Abbey Workshop

SAX Parsing with JAXP

This tip includes an example of how an XML file is parsed using the SAX event model and JAXP. The parser object are created on lines 15-17. First a factory object is created and this is used to configure the parser. Then, a parser object is created which will parse our XML file. Since SAX parsing is event driven, an event handler is created on line 20. This is where methods are created for managing SAX events.

Notice on line 16 the parser is made namespace aware. This is done so we can use the local part of the tag name passed, not the qname.

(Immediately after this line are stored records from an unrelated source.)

//! Serve-Loop Tracing
//!
//! The serve loop reports its progress through a per-request stack of stage
//! events. A stage is pushed when it begins; when the request ends (well or
//! badly) the stack is drained last-in-first-out and each stage is reported
//! with the request's final outcome.
//!
//! Draining on completion, rather than reporting finishes inline, means a
//! stage that started always gets a finish record, even when the request
//! dies inside it, and stages that never started leave no record at all.
//! Stacks are pooled so steady-state tracing allocates nothing.

use crossbeam::queue::ArrayQueue;
use std::sync::Arc;

/// Stages of serving a single request.
#[derive(Debug, Clone, Copy, PartialEq, Eq)]
pub enum EventKind {
    /// A request exchange began.
    HttpStart,
    /// Reading and parsing the request head.
    ReadHeader,
    /// Reading the request body.
    ReadBody,
    /// The application handler is running.
    ServerHandle,
    /// Writing the response.
    Write,
}

impl EventKind {
    pub fn as_str(&self) -> &'static str {
        match self {
            EventKind::HttpStart => "http_start",
            EventKind::ReadHeader => "read_header",
            EventKind::ReadBody => "read_body",
            EventKind::ServerHandle => "server_handle",
            EventKind::Write => "write",
        }
    }
}

/// How the request that a stage belonged to ended.
#[derive(Debug, Clone, Copy, PartialEq, Eq)]
pub enum Outcome {
    Completed,
    Failed,
    Hijacked,
}

/// One finished stage.
#[derive(Debug, Clone, Copy, PartialEq, Eq)]
pub struct TraceRecord {
    pub kind: EventKind,
    pub outcome: Outcome,
}

/// Receives stage records as requests finish.
pub trait Tracer: Send + Sync + 'static {
    fn record(&self, record: TraceRecord);
}

/// The per-request stage stack.
#[derive(Debug, Default)]
pub struct EventStack {
    events: Vec<EventKind>,
}

impl EventStack {
    pub fn new() -> Self {
        Self::default()
    }

    pub fn push(&mut self, kind: EventKind) {
        self.events.push(kind);
    }

    pub fn len(&self) -> usize {
        self.events.len()
    }

    pub fn is_empty(&self) -> bool {
        self.events.is_empty()
    }

    /// Drains the stack LIFO, reporting each started stage with the
    /// request's final outcome.
    pub fn finalize(&mut self, outcome: Outcome, tracer: Option<&dyn Tracer>) {
        match tracer {
            Some(tracer) => {
                while let Some(kind) = self.events.pop() {
                    tracer.record(TraceRecord { kind, outcome });
                }
            }
            None => self.events.clear(),
        }
    }
}

/// A lock-free pool of event stacks shared across connections.
pub struct EventStackPool {
    queue: ArrayQueue<EventStack>,
}

impl EventStackPool {
    pub fn new(capacity: usize) -> Self {
        Self {
            queue: ArrayQueue::new(capacity.max(1)),
        }
    }

    pub fn get(&self) -> EventStack {
        self.queue.pop().unwrap_or_default()
    }

    /// Returns a drained stack. A stack that was never finalized is
    /// discarded rather than recycled.
    pub fn put(&self, stack: EventStack) {
        if stack.is_empty() {
            let _ = self.queue.push(stack);
        }
    }
}

impl Default for EventStackPool {
    fn default() -> Self {
        Self::new(128)
    }
}

/// A tracer that keeps every record, for inspection in tests and tooling.
#[derive(Debug, Default)]
pub struct RecordingTracer {
    records: std::sync::Mutex<Vec<TraceRecord>>,
}

impl RecordingTracer {
    pub fn new() -> Arc<Self> {
        Arc::new(Self::default())
    }

    pub fn records(&self) -> Vec<TraceRecord> {
        self.records.lock().map(|r| r.clone()).unwrap_or_default()
    }

    pub fn kinds(&self) -> Vec<EventKind> {
        self.records().iter().map(|r| r.kind).collect()
    }
}

impl Tracer for RecordingTracer {
    fn record(&self, record: TraceRecord) {
        if let Ok(mut records) = self.records.lock() {
            records.push(record);
        }
    }
}

#[cfg(test)]
mod tests {
    use super::*;

    #[test]
    fn test_finalize_drains_lifo() {
        let tracer = RecordingTracer::new();
        let mut stack = EventStack::new();
        stack.push(EventKind::HttpStart);
        stack.push(EventKind::ReadHeader);
        stack.push(EventKind::ServerHandle);

        stack.finalize(Outcome::Completed, Some(tracer.as_ref()));

        assert_eq!(
            tracer.kinds(),
            vec![
                EventKind::ServerHandle,
                EventKind::ReadHeader,
                EventKind::HttpStart
            ]
        );
        assert!(tracer.records().iter().all(|r| r.outcome == Outcome::Completed));
        assert!(stack.is_empty());
    }

    #[test]
    fn test_unstarted_stages_leave_no_record() {
        let tracer = RecordingTracer::new();
        let mut stack = EventStack::new();
        stack.push(EventKind::HttpStart);
        stack.push(EventKind::ReadHeader);

        stack.finalize(Outcome::Failed, Some(tracer.as_ref()));

        let kinds = tracer.kinds();
        assert!(!kinds.contains(&EventKind::ReadBody));
        assert!(!kinds.contains(&EventKind::ServerHandle));
        assert!(!kinds.contains(&EventKind::Write));
    }

    #[test]
    fn test_pool_recycles_drained_stacks() {
        let pool = EventStackPool::new(4);
        let mut stack = pool.get();
        stack.push(EventKind::HttpStart);
        stack.finalize(Outcome::Completed, None);
        pool.put(stack);

        let recycled = pool.get();
        assert!(recycled.is_empty());
    }

    #[test]
    fn test_pool_discards_undrained_stacks() {
        let pool = EventStackPool::new(4);
        let mut stack = pool.get();
        stack.push(EventKind::HttpStart);
        pool.put(stack);

        assert!(pool.get().is_empty());
    }
}
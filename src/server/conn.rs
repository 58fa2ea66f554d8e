//! Connection Serve Loop
//!
//! This module drives one HTTP/1.x connection from accept to close.
//! Each connection gets its own task that runs a state machine over the
//! exchanges on the wire.
//!
//! ## Request Lifecycle
//!
//! ```text
//! 1. Connection handed over by the transport
//!        │
//!        ▼
//! 2. ┌──────────────────────────────────┐
//!    │           Main Loop              │
//!    │                                  │
//!    │  ┌─────────────────────────────┐ │
//!    │  │ Wait for request bytes      │ │  idle timeout between requests
//!    │  └───────────┬─────────────────┘ │
//!    │              ▼                   │
//!    │  ┌─────────────────────────────┐ │
//!    │  │ Parse request head          │ │  size-capped, incremental
//!    │  └───────────┬─────────────────┘ │
//!    │              ▼                   │
//!    │  ┌─────────────────────────────┐ │
//!    │  │ 100-continue / read body    │ │  interim write before body
//!    │  └───────────┬─────────────────┘ │
//!    │              ▼                   │
//!    │  ┌─────────────────────────────┐ │
//!    │  │ Run the application handler │ │  may hijack the connection
//!    │  └───────────┬─────────────────┘ │
//!    │              ▼                   │
//!    │  ┌─────────────────────────────┐ │
//!    │  │ Write response, stream body │ │
//!    │  └───────────┬─────────────────┘ │
//!    │              ▼                   │
//!    │     [keep-alive? loop back]      │
//!    └──────────────────────────────────┘
//!        │
//!        ▼
//! 3. Close / hand off to hijacker
//! ```
//!
//! Every stage pushes a trace event; the per-request stack is drained with
//! the final outcome when the exchange ends, however it ends.
//!
//! ## Buffer Management
//!
//! A single `BytesMut` accumulates incoming data. TCP is a stream: a read
//! may hold a partial request head, or several pipelined requests at once.
//! Parsing restarts from the buffer front after every refill, and parsed
//! heads slice their headers out of a frozen snapshot without copying.

use crate::protocol::{
    decode_chunked, Body, Method, ParseError, Request, RequestHeader, Response,
    StatusCode, Version, CONTINUE_RESPONSE,
};
use crate::server::trace::{EventKind, EventStack, EventStackPool, Outcome, Tracer};
use crate::server::transport::Conn;
use bytes::{Buf, Bytes, BytesMut};
use std::future::Future;
use std::io;
use std::net::SocketAddr;
use std::pin::Pin;
use std::sync::atomic::{AtomicU64, Ordering};
use std::sync::Arc;
use std::time::Duration;
use tokio::io::{AsyncReadExt, AsyncWriteExt, BufWriter};
use tracing::{debug, info, trace, warn};

/// Initial read buffer capacity
const INITIAL_BUFFER_SIZE: usize = 4096;

/// Chunk size used when streaming reader-backed bodies
const BODY_CHUNK_SIZE: usize = 16 * 1024;

/// Per-connection serving policy.
#[derive(Clone)]
pub struct ServeConfig {
    /// Timeout for reads while inside a request. Zero disables.
    pub read_timeout: Duration,

    /// Timeout for each response write. Zero disables.
    pub write_timeout: Duration,

    /// How long a kept-alive connection may sit idle between requests.
    pub idle_timeout: Duration,

    /// Cap on the request head, request line included.
    pub max_header_size: usize,

    /// Cap on the request body.
    pub max_body_size: usize,

    /// Reject any non-GET request before its body is read.
    pub get_only: bool,

    /// Close every connection after one response.
    pub disable_keep_alive: bool,

    /// Decides whether an `Expect: 100-continue` request may proceed.
    /// `None` accepts everything.
    pub continue_handler: Option<Arc<dyn Fn(&RequestHeader) -> bool + Send + Sync>>,
}

impl Default for ServeConfig {
    fn default() -> Self {
        Self {
            read_timeout: Duration::from_secs(180),
            write_timeout: Duration::from_secs(60),
            idle_timeout: Duration::from_secs(60),
            max_header_size: 16 * 1024,
            max_body_size: 4 * 1024 * 1024,
            get_only: false,
            disable_keep_alive: false,
            continue_handler: None,
        }
    }
}

/// Statistics shared across all connections of a server.
#[derive(Debug, Default)]
pub struct ConnectionStats {
    /// Total number of connections accepted
    pub connections_accepted: AtomicU64,
    /// Currently active connections
    pub active_connections: AtomicU64,
    /// Total requests served to completion
    pub requests_served: AtomicU64,
    /// Connections handed over to hijackers
    pub connections_hijacked: AtomicU64,
    /// Total bytes read
    pub bytes_read: AtomicU64,
    /// Total bytes written
    pub bytes_written: AtomicU64,
}

impl ConnectionStats {
    pub fn new() -> Self {
        Self::default()
    }

    pub fn connection_opened(&self) {
        self.connections_accepted.fetch_add(1, Ordering::Relaxed);
        self.active_connections.fetch_add(1, Ordering::Relaxed);
    }

    pub fn connection_closed(&self) {
        self.active_connections.fetch_sub(1, Ordering::Relaxed);
    }

    pub fn request_served(&self) {
        self.requests_served.fetch_add(1, Ordering::Relaxed);
    }

    pub fn connection_hijacked(&self) {
        self.connections_hijacked.fetch_add(1, Ordering::Relaxed);
    }

    pub fn bytes_read(&self, count: usize) {
        self.bytes_read.fetch_add(count as u64, Ordering::Relaxed);
    }

    pub fn bytes_written(&self, count: usize) {
        self.bytes_written
            .fetch_add(count as u64, Ordering::Relaxed);
    }
}

/// State shared by every connection of one server instance.
pub struct ServerState {
    pub config: ServeConfig,
    pub tracer: Option<Arc<dyn Tracer>>,
    pub stacks: EventStackPool,
    pub stats: ConnectionStats,
}

impl ServerState {
    pub fn new(config: ServeConfig) -> Self {
        Self {
            config,
            tracer: None,
            stacks: EventStackPool::default(),
            stats: ConnectionStats::new(),
        }
    }

    pub fn with_tracer(mut self, tracer: Arc<dyn Tracer>) -> Self {
        self.tracer = Some(tracer);
        self
    }
}

/// The future a hijacker runs once it owns the connection.
pub type HijackFuture = Pin<Box<dyn Future<Output = ()> + Send>>;

/// Takes ownership of the raw connection after the handler returns.
pub type HijackFn = Box<dyn FnOnce(Conn) -> HijackFuture + Send>;

/// Everything a handler sees for one request.
pub struct RequestContext {
    pub request: Request,
    pub response: Response,
    pub remote_addr: Option<SocketAddr>,
    hijacker: Option<HijackFn>,
}

impl RequestContext {
    pub fn new(request: Request, remote_addr: Option<SocketAddr>) -> Self {
        Self {
            request,
            response: Response::new(),
            remote_addr,
            hijacker: None,
        }
    }

    /// Claims the connection. After the handler returns, no response is
    /// written; the raw stream is handed to `f` instead and the serve loop
    /// ends.
    pub fn hijack(&mut self, f: HijackFn) {
        self.hijacker = Some(f);
    }

    pub(crate) fn take_hijacker(&mut self) -> Option<HijackFn> {
        self.hijacker.take()
    }
}

/// An application request handler.
pub trait Handler: Send + Sync + 'static {
    fn handle(&self, ctx: &mut RequestContext) -> impl Future<Output = ()> + Send;
}

/// Errors that end a connection.
#[derive(Debug, thiserror::Error)]
pub enum ServeError {
    /// I/O error (network issue)
    #[error("I/O error: {0}")]
    Io(#[from] io::Error),

    /// Malformed request
    #[error("parse error: {0}")]
    Parse(#[from] ParseError),

    /// The request head outgrew the configured cap
    #[error("request head too large")]
    HeaderTooLarge,

    /// The request body outgrew the configured cap
    #[error("request body too large")]
    BodyTooLarge,

    /// A non-GET request arrived on a GET-only server
    #[error("non-GET request on a GET-only server")]
    GetOnlyViolation,

    /// The peer vanished in the middle of a request
    #[error("unexpected end of stream")]
    UnexpectedEof,

    /// The peer stopped accepting our response
    #[error("connection failed while writing response: {0}")]
    ShortConnection(#[source] io::Error),
}

enum NextStep {
    KeepAlive,
    Close,
    Hijack(HijackFn),
}

/// Serves a single connection.
pub struct ConnectionHandler<H: Handler> {
    stream: BufWriter<Conn>,
    addr: Option<SocketAddr>,
    buffer: BytesMut,
    handler: Arc<H>,
    state: Arc<ServerState>,
    served: u64,
}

Listing for: MyParser.java

   1:import javax.xml.parsers.*;     // Includes SAXParser and SAXParserFactory
   2:import org.xml.sax.*;           // Needed for SAXException
   3:import org.xml.sax.helpers.*;   // Needed to include the DefaultHandler
   4:import java.io.*;
   5:
   6:// A Simple SAX Application using JAXP with Namespace support
   7:public class MyParser{
   8:    private SAXParserFactory factory; // Creates parser factory
   9:    private SAXParser saxParser; // Holds a parser object
  10:
  11:    private DefaultHandler handler; // Defines the handler for this parser
  12:    
  13:    public MyParser() throws SAXException{
  14:        try{
  15:            factory = SAXParserFactory.newInstance();
  16:            factory.setNamespaceAware(true);        
  17:            saxParser = factory.newSAXParser();
  18:                        
  19:            // Set Content Handlers
  20:            handler = new MyDefaultHandler();
  21:            
  22:        } catch (ParserConfigurationException e){
  23:            e.printStackTrace();
  24:        } catch (SAXException e){
  25:            e.printStackTrace();
  26:        }
  27:    }
  28:    
  29:    public void parseDocument(String xmlFile){
  30:        try{
  31:            saxParser.parse(xmlFile, handler); // Parses file using handler
  32:        } catch (SAXException e){
  33:            e.printStackTrace();
  34:        } catch (IOException e){
  35:            e.printStackTrace();
  36:        } catch (Exception e){
  37:            e.printStackTrace();
  38:        }
  39:    }
  40:    
  41:    public static void main(String[] args){
  42:        try {
  43:            if (args.length != 1) {
  44:                System.out.println(
  45:                    "Usage: java SimpleJAXPns " +
  46:                    "[XML Document Filename]");
  47:                System.exit(0);
  48:            }
  49:            MyParser xmlApp = new MyParser();
  50:            xmlApp.parseDocument(args[0]);
  51:        } catch (SAXException e){
  52:            e.printStackTrace();
  53:        } catch (Exception e) {
  54:            e.printStackTrace();
  55:        }
  56:    }
  57:    
  58:    class MyDefaultHandler extends DefaultHandler{
  59:        private CharArrayWriter buff = new CharArrayWriter();
  60:        /* With a handler class, just override the methods you need to use
  61:        */
  62:        public void startElement(String uri, String local, String qName, Attributes att){
  63:            System.out.println("== Started element ==");
  64:            System.out.println("Local name: " + local);
  65:            System.out.println("Qname: " + qName);
  66:        }
  67:        
  68:        public void characters(char[] ch, int start, int length){
  69:            buff.write(ch, start, length);
  70:            
  71:            // Skip spaces and end of line markers
  72:            // A bit of a hack. Will switch to a RegEx in the future
  73:            if (buff.size() > 3){
  74:                System.out.println("Element Data: " + buff.toString());
  75:            }
  76:            buff.reset();
  77:        }
  78:
  79:        public void endElement(String uri, String local, String qName){
  80:            System.out.println("Ended element: " + local);
  81:        }
  82:        
  83:    }
  84:}
  85:
`

The DefaultHandler

The methods declared in this class define the events that we will handle. Since the DefaultHandler class is used, we override only the methods we need. A method does not need to be written for each possible type of event. See the class documentation for DefaultHandler for a list of all of the possible events.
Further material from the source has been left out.